Meruncingnya hubungan Indonesia- Malaysia disebabkan pintu diplomasi di kedua belah pihak berjalan terlalu formal. Padahal, kedua negara harusnya bisa menjalin hubungan nonformal lebih banyak sehingga tidak menimbulkan konflik pada suatu waktu.
"Saya sudah bilang ke Dubes Malaysia, Anda harus datangi pimpinan ormas, pimpinan partai, pimpinan parlemen untuk melakukan komunikasi dan silaturahmi. Tapi mereka tak mau karena mereka masih menganggap Indonesia seperti era Orde Baru yang kekuasaannya terpusat di Pemerintah," kata jubir Indonesia-Malaysia Eminent Persons Group (EPG), Kamis (2/9/2010).
Musni yang juga sosiolog UI ini telah berkali-kali menjelaskan kepada pemerintah Malaysia bahwa kekuatan masyarakat Indonesia sudah terpecah tak lagi di pemerintahan. Tapi juga ke parlemen, LSM, parlemen dan lainnya. Sayangnya, mereka menganggap Indonesia masih di era Orde Baru yang tersentral.
"Mereka mengira ketika sudah melakukan perundingan dengan pemerintah, semua selesai. Padahal masih banyak teknis diplomasi informal lainnya untuk memperbaiki hubungan kedua negara," beber Direktur Institute for Social Empowerment and Democracy (INSED) ini.
Hal serupa juga dilakukan Indonesia. Diplomat Indonesia di Malaysia tidak bisa melakukan lobi informal dengan pemerintah Diraja Malaysia, mencari pusat-pusat kekuasaan dan simpul-simpul masyarakat.
"Padahal, jika bisa meraba pusat kekuasaan, hubungan ini akan berjalan mulus. Kan banyak diplomasi informal bermula dari istri pejabat, anak atau pada ulang tahun pejabat yang akhirnya membuka ruang silaturahmi," tuntasnya.

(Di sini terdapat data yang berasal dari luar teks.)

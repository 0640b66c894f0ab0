//! Connection Listener
//!
//! Consumes connect/disconnect notifications from an mpsc channel and applies
//! them to the [`DeviceRegistry`]. The poll thread only ever sends into the
//! channel, so notification delivery never waits on the registry lock held by
//! a poll tick.

use std::fmt;
use std::sync::Arc;

use tokio::sync::mpsc;
use tokio::task::JoinHandle;
use tokio_util::sync::CancellationToken;
use tracing::{debug, info};

use super::device::{DeviceHandle, DeviceInfo};
use super::registry::{AddOutcome, DeviceRegistry};

/// Platform notification about a device coming or going
#[derive(Clone, Debug, PartialEq, Eq)]
pub enum ConnectionEvent {
    Connected {
        handle: DeviceHandle,
        info: DeviceInfo,
    },
    Disconnected {
        handle: DeviceHandle,
    },
}

/// What applying a [`ConnectionEvent`] changed
#[derive(Clone, Debug, PartialEq, Eq)]
pub enum ConnectionChange {
    Connected { handle: DeviceHandle, line: String },
    Disconnected { handle: DeviceHandle, line: String },
    Unchanged,
}

impl fmt::Display for ConnectionChange {
    fn fmt(&self, f: &mut fmt::Formatter<'_>) -> fmt::Result {
        match self {
            ConnectionChange::Connected { line, .. }
            | ConnectionChange::Disconnected { line, .. } => f.write_str(line),
            ConnectionChange::Unchanged => f.write_str("unchanged"),
        }
    }
}

pub struct ConnectionListener;

impl ConnectionListener {
    /// Applies one event to the registry. Nothing is logged here.
    pub fn apply(registry: &DeviceRegistry, event: ConnectionEvent) -> ConnectionChange {
        match event {
            ConnectionEvent::Connected { handle, info } => match registry.add(handle, info) {
                AddOutcome::Added { name, vid_pid } => ConnectionChange::Connected {
                    handle,
                    line: format!("Connected: {} {}", name, vid_pid),
                },
                AddOutcome::AlreadyTracked => ConnectionChange::Unchanged,
            },
            ConnectionEvent::Disconnected { handle } => match registry.remove(handle) {
                Some(device) => ConnectionChange::Disconnected {
                    handle,
                    line: format!("Disconnected: {}", device.name),
                },
                None => ConnectionChange::Unchanged,
            },
        }
    }

    /// Spawns the listener task.
    ///
    /// Runs until the sending side is dropped or `token` is cancelled.
    pub fn spawn(
        registry: Arc<DeviceRegistry>,
        mut receiver: mpsc::Receiver<ConnectionEvent>,
        token: CancellationToken,
    ) -> JoinHandle<()> {
        tokio::spawn(async move {
            info!("Connection listener started");
            loop {
                tokio::select! {
                    _ = token.cancelled() => {
                        debug!("Connection listener cancelled");
                        break;
                    }
                    event = receiver.recv() => {
                        let Some(event) = event else {
                            debug!("Connection event channel closed");
                            break;
                        };
                        debug!("Received connection event: {:?}", event);
                        match Self::apply(&registry, event) {
                            ConnectionChange::Unchanged => {}
                            change => info!("{}", change),
                        }
                    }
                }
            }
            info!("Connection listener stopped");
        })
    }
}
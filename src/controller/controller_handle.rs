//! Controller Handle - lifecycle of the controller subsystem
//!
//! Spawns the two moving parts and owns their shutdown:
//!
//! ```text
//! poll thread ─[ConnectionEvent]→ ConnectionListener task ─→ DeviceRegistry
//!      │                                                         ▲
//!      └──────────────── for_each (readings, haptics) ───────────┘
//! ```
//!
//! The platform backend is built by a factory on the poll thread itself, so
//! backends that are not `Send` (gilrs holds platform handles) never cross a
//! thread boundary.

use std::sync::Arc;
use std::thread::JoinHandle as ThreadHandle;
use std::time::Duration;

use tokio::sync::{mpsc, oneshot};
use tokio::task::JoinHandle;
use tokio_util::sync::CancellationToken;
use tracing::{debug, error, info};

use super::listener::ConnectionListener;
use super::poll_loop::{PollLoop, PollStats};
use super::registry::DeviceRegistry;
use crate::config::{AppConfig, PollInterval, PollMode};
use crate::haptics::Waveform;
use crate::platform::{ButtonType, InputBackend, PlatformError};

const EVENT_CHANNEL_CAPACITY: usize = 1000;
const POLL_THREAD_NAME: &str = "padwatch-poll";

/// Settings for the whole controller subsystem
#[derive(Clone, Debug, PartialEq)]
pub struct ControllerSettings {
    pub mode: PollMode,
    /// Button whose rising edges are reported and cycle the haptic channel
    pub tracked_button: ButtonType,
    pub interval: PollInterval,
    /// How often the poll loop logs its counters
    pub stats_interval: Duration,
    pub waveform: Waveform,
    pub reset_inactive_channels: bool,
}

impl Default for ControllerSettings {
    fn default() -> Self {
        Self::from(&AppConfig::default())
    }
}

impl From<&AppConfig> for ControllerSettings {
    fn from(config: &AppConfig) -> Self {
        Self {
            mode: config.poll.mode,
            tracked_button: config.poll.tracked_button,
            interval: config.poll.interval,
            stats_interval: Duration::from_secs(config.poll.stats_interval_secs),
            waveform: config.haptics.waveform(),
            reset_inactive_channels: config.haptics.reset_inactive_channels,
        }
    }
}

// Controller errors
#[derive(Debug, thiserror::Error)]
pub enum ControllerError {
    #[error("Platform error: {0}")]
    PlatformError(#[from] PlatformError),

    #[error("Thread error: {0}")]
    ThreadError(String),

    #[error("Initialization error: {0}")]
    InitializationError(String),
}

/// Handle for the running controller subsystem
pub struct ControllerHandle {
    registry: Arc<DeviceRegistry>,
    token: CancellationToken,
    poll_thread: Option<ThreadHandle<PollStats>>,
    listener_task: Option<JoinHandle<()>>,
}

impl ControllerHandle {
    /// Spawns the connection listener and the poll thread.
    ///
    /// Resolves once the backend has been created on the poll thread; a
    /// backend that fails to initialise is reported here and nothing keeps
    /// running.
    pub async fn spawn<B, F>(
        settings: Option<ControllerSettings>,
        backend_factory: F,
    ) -> Result<Self, ControllerError>
    where
        B: InputBackend + 'static,
        F: FnOnce() -> Result<B, PlatformError> + Send + 'static,
    {
        let settings = settings.unwrap_or_default();
        info!("Initializing controller subsystem with settings: {:?}", settings);

        let registry = Arc::new(DeviceRegistry::new());
        let token = CancellationToken::new();

        let (event_sender, event_receiver) = mpsc::channel(EVENT_CHANNEL_CAPACITY);
        debug!(
            "Created connection event channel with capacity {}",
            EVENT_CHANNEL_CAPACITY
        );

        let listener_task =
            ConnectionListener::spawn(registry.clone(), event_receiver, token.child_token());

        let (ready_tx, ready_rx) = oneshot::channel::<Result<(), PlatformError>>();
        let poll_registry = registry.clone();
        let poll_token = token.clone();

        let spawned = std::thread::Builder::new()
            .name(POLL_THREAD_NAME.to_string())
            .spawn(move || {
                let backend = match backend_factory() {
                    Ok(backend) => {
                        let _ = ready_tx.send(Ok(()));
                        backend
                    }
                    Err(e) => {
                        error!("Failed to create input backend: {}", e);
                        let _ = ready_tx.send(Err(e));
                        return PollStats::default();
                    }
                };

                let running =
                    PollLoop::create(Box::new(backend), poll_registry, event_sender, Some(settings))
                        .start();
                running.run_until_cancelled(&poll_token).stats()
            });

        let poll_thread = match spawned {
            Ok(handle) => handle,
            Err(e) => {
                token.cancel();
                return Err(ControllerError::ThreadError(format!(
                    "Failed to spawn poll thread: {}",
                    e
                )));
            }
        };

        let mut handle = Self {
            registry,
            token,
            poll_thread: Some(poll_thread),
            listener_task: Some(listener_task),
        };

        match ready_rx.await {
            Ok(Ok(())) => {
                info!("Controller subsystem started");
                Ok(handle)
            }
            Ok(Err(e)) => {
                handle.stop().await;
                Err(e.into())
            }
            Err(_) => {
                handle.stop().await;
                Err(ControllerError::InitializationError(
                    "poll thread exited before the backend was ready".to_string(),
                ))
            }
        }
    }

    pub fn registry(&self) -> Arc<DeviceRegistry> {
        self.registry.clone()
    }

    pub fn cancellation_token(&self) -> CancellationToken {
        self.token.clone()
    }

    /// Stops the poll loop, joins its thread and waits for the listener.
    ///
    /// The join has no timeout; the poll loop notices the request at its next
    /// iteration boundary.
    pub async fn shutdown(mut self) -> Result<PollStats, ControllerError> {
        info!("Shutting down controller subsystem");
        self.stop().await.unwrap_or_else(|| {
            Err(ControllerError::ThreadError(
                "poll thread already joined".to_string(),
            ))
        })
    }

    async fn stop(&mut self) -> Option<Result<PollStats, ControllerError>> {
        self.token.cancel();

        let result = match self.poll_thread.take() {
            Some(thread) => {
                let joined = tokio::task::spawn_blocking(move || thread.join()).await;
                Some(match joined {
                    Ok(Ok(stats)) => {
                        debug!("Poll thread joined");
                        Ok(stats)
                    }
                    Ok(Err(_)) => Err(ControllerError::ThreadError(
                        "poll thread panicked".to_string(),
                    )),
                    Err(e) => Err(ControllerError::ThreadError(format!(
                        "Failed to join poll thread: {}",
                        e
                    ))),
                })
            }
            None => None,
        };

        if let Some(task) = self.listener_task.take() {
            if let Err(e) = task.await {
                error!("Connection listener task failed: {}", e);
            }
        }

        result
    }
}

impl Drop for ControllerHandle {
    fn drop(&mut self) {
        // A handle dropped without shutdown still stops the poll thread
        self.token.cancel();
    }
}

#[cfg(test)]
mod tests {
    use super::*;
    use crate::controller::device::{DeviceInfo, VidPid};
    use crate::platform::simulated::SimulatedBackend;
    use crate::platform::Buttons;

    fn fast_settings(mode: PollMode) -> ControllerSettings {
        ControllerSettings {
            mode,
            interval: PollInterval::Fixed { fixed_ms: 5 },
            ..ControllerSettings::default()
        }
    }

    async fn wait_for<F: Fn() -> bool>(condition: F) -> bool {
        for _ in 0..200 {
            if condition() {
                return true;
            }
            tokio::time::sleep(Duration::from_millis(5)).await;
        }
        false
    }

    #[test]
    fn settings_follow_config() {
        let mut config = AppConfig::default();
        config.poll.mode = PollMode::Edges;
        config.poll.stats_interval_secs = 3;
        config.haptics.reset_inactive_channels = true;

        let settings = ControllerSettings::from(&config);
        assert_eq!(settings.mode, PollMode::Edges);
        assert_eq!(settings.stats_interval, Duration::from_secs(3));
        assert!(settings.reset_inactive_channels);
        assert_eq!(settings.waveform, Waveform::default());
    }

    #[tokio::test(flavor = "multi_thread", worker_threads = 2)]
    async fn tracks_devices_and_shuts_down() {
        let backend = SimulatedBackend::new();
        let first = backend.connect(DeviceInfo::new("Pad One", VidPid::new(0x045e, 0x02ea)));

        let factory_backend = backend.clone();
        let handle = ControllerHandle::spawn(Some(fast_settings(PollMode::Haptics)), move || {
            Ok(factory_backend)
        })
        .await
        .expect("controller starts");
        let registry = handle.registry();

        assert!(wait_for(|| registry.contains(first)).await);

        let second = backend.connect(DeviceInfo::generic());
        assert!(wait_for(|| registry.len() == 2).await);

        backend.set_buttons(second, Buttons::A);
        assert!(wait_for(|| registry.snapshot().iter().any(|d| d.selector.slot() == 1)).await);

        backend.disconnect(first);
        assert!(wait_for(|| !registry.contains(first)).await);

        let stats = handle.shutdown().await.expect("clean shutdown");
        assert!(stats.ticks > 0);
        assert!(stats.edges >= 1);
        assert!(backend.vibration(second).unwrap_or_default().is_idle());
    }

    #[tokio::test(flavor = "multi_thread", worker_threads = 2)]
    async fn backend_failure_is_reported() {
        let result = ControllerHandle::spawn(None, || -> Result<SimulatedBackend, PlatformError> {
            Err(PlatformError::InitializationError("no input service".to_string()))
        })
        .await;

        assert!(matches!(
            result,
            Err(ControllerError::PlatformError(
                PlatformError::InitializationError(_)
            ))
        ));
    }
}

Sebelumnya, Presiden Susilo Bambang Yudhoyono bersikukuh bahwa penyelesaian masalah bilateral dengan Malaysia harus dilakukan dengan cara damai. Dalam pidatonya menyikapi masalah hubungan bilateral dengan Malaysia di Mabes TNI Cilangkap, Jakarta, Presiden tak menyinggung sama sekali kemungkinan konfrontasi atau bahkan perang.
"Perkembangan dan dinamika kedua negara, salah satu hubungan bilateral Indonesia yang paling penting," ujar Presiden. Tiga alasan diungkapkan Presiden untuk menjaga hubungan Indonesia dan Malaysia tetap berjalan dengan erat.

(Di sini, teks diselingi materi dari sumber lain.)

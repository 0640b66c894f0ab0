use std::f64::consts::TAU;
use std::time::Duration;

/// Sine waveform `amplitude * sin(2π * frequency * t + phase) + offset`
#[derive(Clone, Copy, Debug, PartialEq)]
pub struct Waveform {
    pub amplitude: f64,
    pub frequency_hz: f64,
    pub phase: f64,
    pub offset: f64,
}

impl Default for Waveform {
    /// Slow 0.5 Hz swell across the full `[0, 1]` range
    fn default() -> Self {
        Self {
            amplitude: 0.5,
            frequency_hz: 0.5,
            phase: 0.0,
            offset: 0.5,
        }
    }
}

impl Waveform {
    /// Value at `t` seconds
    pub fn sample(&self, t: f64) -> f64 {
        self.amplitude * (TAU * self.frequency_hz * t + self.phase).sin() + self.offset
    }

    pub fn sample_at(&self, elapsed: Duration) -> f64 {
        self.sample(elapsed.as_secs_f64())
    }

    /// Period in seconds
    pub fn period(&self) -> f64 {
        1.0 / self.frequency_hz
    }

    pub fn min(&self) -> f64 {
        self.offset - self.amplitude.abs()
    }

    pub fn max(&self) -> f64 {
        self.offset + self.amplitude.abs()
    }
}

#[cfg(test)]
mod tests {
    use super::*;
    use proptest::prelude::*;

    const EPSILON: f64 = 1e-9;

    #[test]
    fn default_waveform_spans_unit_range() {
        let wave = Waveform::default();
        assert!((wave.sample(0.0) - 0.5).abs() < EPSILON);
        assert!((wave.sample(0.5) - 1.0).abs() < EPSILON);
        assert!((wave.sample(1.5) - 0.0).abs() < EPSILON);
        assert!((wave.period() - 2.0).abs() < EPSILON);
        assert_eq!(wave.min(), 0.0);
        assert_eq!(wave.max(), 1.0);
    }

    #[test]
    fn sample_at_matches_seconds() {
        let wave = Waveform::default();
        let value = wave.sample_at(Duration::from_millis(250));
        assert!((value - wave.sample(0.25)).abs() < EPSILON);
    }

    proptest! {
        #[test]
        fn waveform_is_periodic(t in 0.0f64..1_000.0, cycles in 1u32..5) {
            let wave = Waveform::default();
            let shifted = t + wave.period() * f64::from(cycles);
            prop_assert!((wave.sample(t) - wave.sample(shifted)).abs() < 1e-6);
        }

        #[test]
        fn waveform_stays_within_bounds(
            t in -1_000.0f64..1_000.0,
            amplitude in 0.0f64..0.5,
            frequency_hz in 0.01f64..20.0,
            phase in -10.0f64..10.0,
        ) {
            let wave = Waveform { amplitude, frequency_hz, phase, offset: 0.5 };
            let value = wave.sample(t);
            prop_assert!(value >= wave.min() - EPSILON);
            prop_assert!(value <= wave.max() + EPSILON);
        }
    }
}
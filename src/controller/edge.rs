/// Detects unpressed → pressed transitions between consecutive polls
#[derive(Clone, Copy, Debug, Default, PartialEq, Eq)]
pub struct EdgeDetector {
    previous: bool,
}

impl EdgeDetector {
    /// Feeds the current button state; true on a rising edge
    pub fn update(&mut self, pressed: bool) -> bool {
        let rising = pressed && !self.previous;
        self.previous = pressed;
        rising
    }

    pub fn is_pressed(&self) -> bool {
        self.previous
    }
}

#[cfg(test)]
mod tests {
    use super::*;

    #[test]
    fn reports_rising_edges_only() {
        let mut detector = EdgeDetector::default();
        let edges: Vec<usize> = [false, true, true, false, true]
            .into_iter()
            .enumerate()
            .filter(|(_, pressed)| detector.update(*pressed))
            .map(|(idx, _)| idx)
            .collect();

        assert_eq!(edges, vec![1, 4]);
        assert!(detector.is_pressed());
    }

    #[test]
    fn held_from_the_first_poll_is_an_edge() {
        let mut detector = EdgeDetector::default();
        assert!(detector.update(true));
        assert!(!detector.update(true));
    }
}
//! Device Registry - the list of connected devices and their poll state
//!
//! Every operation takes the same mutex for its whole duration. Nothing in here
//! logs or talks to the platform; callers get an outcome back and do their I/O
//! after the lock is released.

use std::sync::{Mutex, MutexGuard, PoisonError};

use tracing::debug;

use super::device::{DeviceHandle, DeviceInfo, TrackedDevice, VidPid};

/// Result of [`DeviceRegistry::add`]
#[derive(Clone, Debug, PartialEq, Eq)]
pub enum AddOutcome {
    Added { name: String, vid_pid: VidPid },
    AlreadyTracked,
}

#[derive(Debug, Default)]
pub struct DeviceRegistry {
    devices: Mutex<Vec<TrackedDevice>>,
}

impl DeviceRegistry {
    pub fn new() -> Self {
        Self::default()
    }

    // Poisoning is recovered: entries carry no invariant a panic could break.
    fn lock(&self) -> MutexGuard<'_, Vec<TrackedDevice>> {
        self.devices.lock().unwrap_or_else(PoisonError::into_inner)
    }

    /// Starts tracking a device. No-op if the handle is already tracked.
    pub fn add(&self, handle: DeviceHandle, info: DeviceInfo) -> AddOutcome {
        let mut devices = self.lock();

        if devices.iter().any(|device| device.handle == handle) {
            debug!("Device {} is already tracked", handle);
            return AddOutcome::AlreadyTracked;
        }

        let device = TrackedDevice::new(handle, info);
        let outcome = AddOutcome::Added {
            name: device.name.clone(),
            vid_pid: device.vid_pid,
        };
        devices.push(device);
        outcome
    }

    /// Stops tracking a device and hands back its last state
    pub fn remove(&self, handle: DeviceHandle) -> Option<TrackedDevice> {
        let mut devices = self.lock();
        let position = devices.iter().position(|device| device.handle == handle)?;
        Some(devices.remove(position))
    }

    /// Runs `f` with exclusive access to every tracked device
    pub fn for_each<F>(&self, mut f: F)
    where
        F: FnMut(&mut TrackedDevice),
    {
        let mut devices = self.lock();
        for device in devices.iter_mut() {
            f(device);
        }
    }

    pub fn contains(&self, handle: DeviceHandle) -> bool {
        self.lock().iter().any(|device| device.handle == handle)
    }

    pub fn len(&self) -> usize {
        self.lock().len()
    }

    pub fn is_empty(&self) -> bool {
        self.lock().is_empty()
    }

    /// Copy of all entries in connection order
    pub fn snapshot(&self) -> Vec<TrackedDevice> {
        self.lock().clone()
    }
}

Pertama, kata Presiden, Indonesia dan Malaysia memilik hubungan sejarah, budaya, dan kekerabatan yang sangat erat dan mungkin yang paling erat dibanding negara-negara lain dan sudah terjalin selama ratusan tahun. "Kita mempunyai tanggung jawab sejarah untuk memelihara dan melanjutkan tali persaudaraan ini," ujar Presiden.

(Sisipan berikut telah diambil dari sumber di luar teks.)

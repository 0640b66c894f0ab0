//! Application configuration
//!
//! Stored as TOML under the user's config directory
//! (`~/.config/padwatch/config.toml` on Linux). A missing file is replaced by
//! the defaults on first start, so the file always documents every setting.

use std::path::{Path, PathBuf};
use std::time::Duration;

use rand::Rng;
use serde::{Deserialize, Serialize};
use tracing::{info, warn, Level};

use crate::haptics::Waveform;
use crate::platform::ButtonType;

const CONFIG_DIR: &str = "padwatch";
const CONFIG_FILE: &str = "config.toml";

// Config errors
#[derive(Debug, thiserror::Error)]
pub enum ConfigError {
    #[error("Failed to access config file {path}: {source}")]
    Io {
        path: PathBuf,
        #[source]
        source: std::io::Error,
    },

    #[error("Failed to parse config file: {0}")]
    Parse(#[from] toml::de::Error),

    #[error("Failed to serialize config: {0}")]
    Serialize(#[from] toml::ser::Error),

    #[error("Invalid configuration: {0}")]
    Invalid(String),
}

/// What the poll loop reports and drives
#[derive(Clone, Copy, Debug, Default, PartialEq, Eq, Serialize, Deserialize, clap::ValueEnum)]
#[serde(rename_all = "lowercase")]
pub enum PollMode {
    /// Log every new input reading
    Timestamps,
    /// Log rising edges of the tracked button
    Edges,
    /// Rising edges cycle the haptic channel driven by the waveform
    #[default]
    Haptics,
}

/// Sleep between two poll ticks
#[derive(Clone, Copy, Debug, PartialEq, Eq, Serialize, Deserialize)]
#[serde(untagged)]
pub enum PollInterval {
    Fixed { fixed_ms: u64 },
    Randomized { min_ms: u64, max_ms: u64 },
}

impl Default for PollInterval {
    fn default() -> Self {
        PollInterval::Fixed { fixed_ms: 100 }
    }
}

impl PollInterval {
    pub fn validate(&self) -> Result<(), ConfigError> {
        match *self {
            PollInterval::Fixed { fixed_ms: 0 } => Err(ConfigError::Invalid(
                "poll interval must be greater than 0 ms".to_string(),
            )),
            PollInterval::Randomized { min_ms, max_ms } if min_ms == 0 || min_ms > max_ms => {
                Err(ConfigError::Invalid(format!(
                    "randomized poll interval needs 0 < min_ms <= max_ms, got {}..{}",
                    min_ms, max_ms
                )))
            }
            _ => Ok(()),
        }
    }

    /// Duration of the next sleep
    pub fn next_delay<R: Rng + ?Sized>(&self, rng: &mut R) -> Duration {
        match *self {
            PollInterval::Fixed { fixed_ms } => Duration::from_millis(fixed_ms),
            PollInterval::Randomized { min_ms, max_ms } => {
                Duration::from_millis(rng.gen_range(min_ms..=max_ms))
            }
        }
    }
}

#[derive(Clone, Debug, PartialEq, Serialize, Deserialize)]
#[serde(default)]
pub struct PollConfig {
    pub mode: PollMode,
    pub tracked_button: ButtonType,
    pub stats_interval_secs: u64,
    // Kept last, it serializes as a sub-table
    pub interval: PollInterval,
}

impl Default for PollConfig {
    fn default() -> Self {
        Self {
            mode: PollMode::default(),
            tracked_button: ButtonType::A,
            stats_interval_secs: 10,
            interval: PollInterval::default(),
        }
    }
}

#[derive(Clone, Debug, PartialEq, Serialize, Deserialize)]
#[serde(default)]
pub struct HapticsConfig {
    pub amplitude: f64,
    pub frequency_hz: f64,
    pub phase: f64,
    pub offset: f64,
    /// Zero the other channels whenever one is driven
    pub reset_inactive_channels: bool,
}

impl Default for HapticsConfig {
    fn default() -> Self {
        let wave = Waveform::default();
        Self {
            amplitude: wave.amplitude,
            frequency_hz: wave.frequency_hz,
            phase: wave.phase,
            offset: wave.offset,
            reset_inactive_channels: false,
        }
    }
}

impl HapticsConfig {
    pub fn waveform(&self) -> Waveform {
        Waveform {
            amplitude: self.amplitude,
            frequency_hz: self.frequency_hz,
            phase: self.phase,
            offset: self.offset,
        }
    }

    pub fn validate(&self) -> Result<(), ConfigError> {
        if !(self.frequency_hz.is_finite() && self.frequency_hz > 0.0) {
            return Err(ConfigError::Invalid(format!(
                "haptics frequency must be positive, got {}",
                self.frequency_hz
            )));
        }
        let wave = self.waveform();
        if !(wave.min() >= 0.0 && wave.max() <= 1.0) {
            return Err(ConfigError::Invalid(format!(
                "haptics waveform must stay within [0, 1], got [{}, {}]",
                wave.min(),
                wave.max()
            )));
        }
        Ok(())
    }
}

#[derive(Clone, Debug, PartialEq, Serialize, Deserialize)]
#[serde(default)]
pub struct LoggingConfig {
    pub level: String,
}

impl Default for LoggingConfig {
    fn default() -> Self {
        Self {
            level: "info".to_string(),
        }
    }
}

impl LoggingConfig {
    pub fn level(&self) -> Result<Level, ConfigError> {
        self.level
            .parse()
            .map_err(|_| ConfigError::Invalid(format!("unknown log level '{}'", self.level)))
    }
}

#[derive(Clone, Debug, Default, PartialEq, Serialize, Deserialize)]
#[serde(default)]
pub struct AppConfig {
    pub poll: PollConfig,
    pub haptics: HapticsConfig,
    pub logging: LoggingConfig,
}

impl AppConfig {
    pub fn validate(&self) -> Result<(), ConfigError> {
        self.poll.interval.validate()?;
        self.haptics.validate()?;
        self.logging.level()?;
        Ok(())
    }

    pub fn from_toml(content: &str) -> Result<Self, ConfigError> {
        let config: AppConfig = toml::from_str(content)?;
        config.validate()?;
        Ok(config)
    }

    pub fn to_toml(&self) -> Result<String, ConfigError> {
        Ok(toml::to_string_pretty(self)?)
    }

    /// Reads and validates the config file at `path`
    pub async fn load(path: &Path) -> Result<Self, ConfigError> {
        let content = tokio::fs::read_to_string(path)
            .await
            .map_err(|source| ConfigError::Io {
                path: path.to_path_buf(),
                source,
            })?;
        Self::from_toml(&content)
    }

    pub async fn save(&self, path: &Path) -> Result<(), ConfigError> {
        let io_err = |source| ConfigError::Io {
            path: path.to_path_buf(),
            source,
        };
        if let Some(parent) = path.parent() {
            tokio::fs::create_dir_all(parent).await.map_err(io_err)?;
        }
        tokio::fs::write(path, self.to_toml()?)
            .await
            .map_err(io_err)?;
        info!("Config saved to {}", path.display());
        Ok(())
    }

    /// Writes the default config to `path` unless a file already exists.
    /// Returns true if the file was created.
    pub async fn ensure_default_config(path: &Path) -> Result<bool, ConfigError> {
        let exists = tokio::fs::try_exists(path)
            .await
            .map_err(|source| ConfigError::Io {
                path: path.to_path_buf(),
                source,
            })?;
        if exists {
            return Ok(false);
        }
        Self::default().save(path).await?;
        Ok(true)
    }
}

/// Location of the config file when none is given on the command line
pub fn default_config_path() -> PathBuf {
    let mut path = dirs::config_dir().unwrap_or_else(|| {
        warn!("Could not determine config directory, using current directory");
        PathBuf::from(".")
    });
    path.push(CONFIG_DIR);
    path.push(CONFIG_FILE);
    path
}

#[cfg(test)]
mod tests {
    use super::*;
    use rand::rngs::mock::StepRng;

    #[test]
    fn defaults_match_documented_values() {
        let config = AppConfig::default();
        assert_eq!(config.poll.mode, PollMode::Haptics);
        assert_eq!(config.poll.tracked_button, ButtonType::A);
        assert_eq!(config.poll.interval, PollInterval::Fixed { fixed_ms: 100 });
        assert_eq!(config.haptics.waveform(), Waveform::default());
        assert!(!config.haptics.reset_inactive_channels);
        assert_eq!(config.logging.level().ok(), Some(Level::INFO));
    }

    #[test]
    fn parses_randomized_interval_and_partial_sections() {
        let config = AppConfig::from_toml(
            r#"
            [poll]
            mode = "edges"
            tracked_button = "B"
            interval = { min_ms = 50, max_ms = 100 }
            "#,
        )
        .expect("valid config");

        assert_eq!(config.poll.mode, PollMode::Edges);
        assert_eq!(config.poll.tracked_button, ButtonType::B);
        assert_eq!(
            config.poll.interval,
            PollInterval::Randomized {
                min_ms: 50,
                max_ms: 100
            }
        );
        assert_eq!(config.poll.stats_interval_secs, 10);
        assert_eq!(config.haptics, HapticsConfig::default());
    }

    #[test]
    fn toml_round_trip_keeps_settings() {
        let mut config = AppConfig::default();
        config.poll.interval = PollInterval::Randomized {
            min_ms: 60,
            max_ms: 90,
        };
        config.haptics.reset_inactive_channels = true;

        let text = config.to_toml().expect("serializable");
        assert_eq!(AppConfig::from_toml(&text).expect("parsable"), config);
    }

    #[test]
    fn rejects_invalid_values() {
        let zero = AppConfig::from_toml("[poll]\ninterval = { fixed_ms = 0 }\n");
        assert!(matches!(zero, Err(ConfigError::Invalid(_))));

        let inverted = AppConfig::from_toml("[poll]\ninterval = { min_ms = 90, max_ms = 50 }\n");
        assert!(matches!(inverted, Err(ConfigError::Invalid(_))));

        let loud = AppConfig::from_toml("[haptics]\namplitude = 0.9\n");
        assert!(matches!(loud, Err(ConfigError::Invalid(_))));

        let level = AppConfig::from_toml("[logging]\nlevel = \"chatty\"\n");
        assert!(matches!(level, Err(ConfigError::Invalid(_))));

        let garbage = AppConfig::from_toml("[poll\n");
        assert!(matches!(garbage, Err(ConfigError::Parse(_))));
    }

    #[test]
    fn randomized_delay_stays_in_range() {
        let interval = PollInterval::Randomized {
            min_ms: 50,
            max_ms: 100,
        };
        let mut rng = rand::thread_rng();
        for _ in 0..500 {
            let delay = interval.next_delay(&mut rng);
            assert!(delay >= Duration::from_millis(50));
            assert!(delay <= Duration::from_millis(100));
        }

        let fixed = PollInterval::Fixed { fixed_ms: 200 };
        let mut step = StepRng::new(0, 1);
        assert_eq!(fixed.next_delay(&mut step), Duration::from_millis(200));
    }

    #[tokio::test]
    async fn ensure_default_config_writes_once() {
        let dir = tempfile::tempdir().expect("tempdir");
        let path = dir.path().join("nested").join(CONFIG_FILE);

        assert!(AppConfig::ensure_default_config(&path).await.expect("created"));
        assert!(!AppConfig::ensure_default_config(&path).await.expect("exists"));

        let loaded = AppConfig::load(&path).await.expect("loadable");
        assert_eq!(loaded, AppConfig::default());
    }

    #[tokio::test]
    async fn load_reports_missing_file() {
        let dir = tempfile::tempdir().expect("tempdir");
        let result = AppConfig::load(&dir.path().join("missing.toml")).await;
        assert!(matches!(result, Err(ConfigError::Io { .. })));
    }
}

Kedua, hubungan Indonesia dan Malaysia adalah pilar penting dalam keluarga besar ASEAN. "ASEAN bisa tumbuh pesat selama empat dekade terakhir ini, antara lain karena kokohnya fondasi hubungan bilateral Indonesia dan Malaysia," lanjut Presiden.
Ketiga, ada sekitar dua juta orang Indonesia yang bekerja di Malaysia baik di perusahaan, di bidang pertanian, maupun di berbagai lapangan pekerjaan. Ini adalah jumlah tenaga kerja Indonesia yang terbesar di luar negeri. "Tentu saja keberadaan tenaga kerja Indonesia di Malaysia membawa keuntungan bersama bagi Indonesia maupun bagi Malaysia," jelas Presiden.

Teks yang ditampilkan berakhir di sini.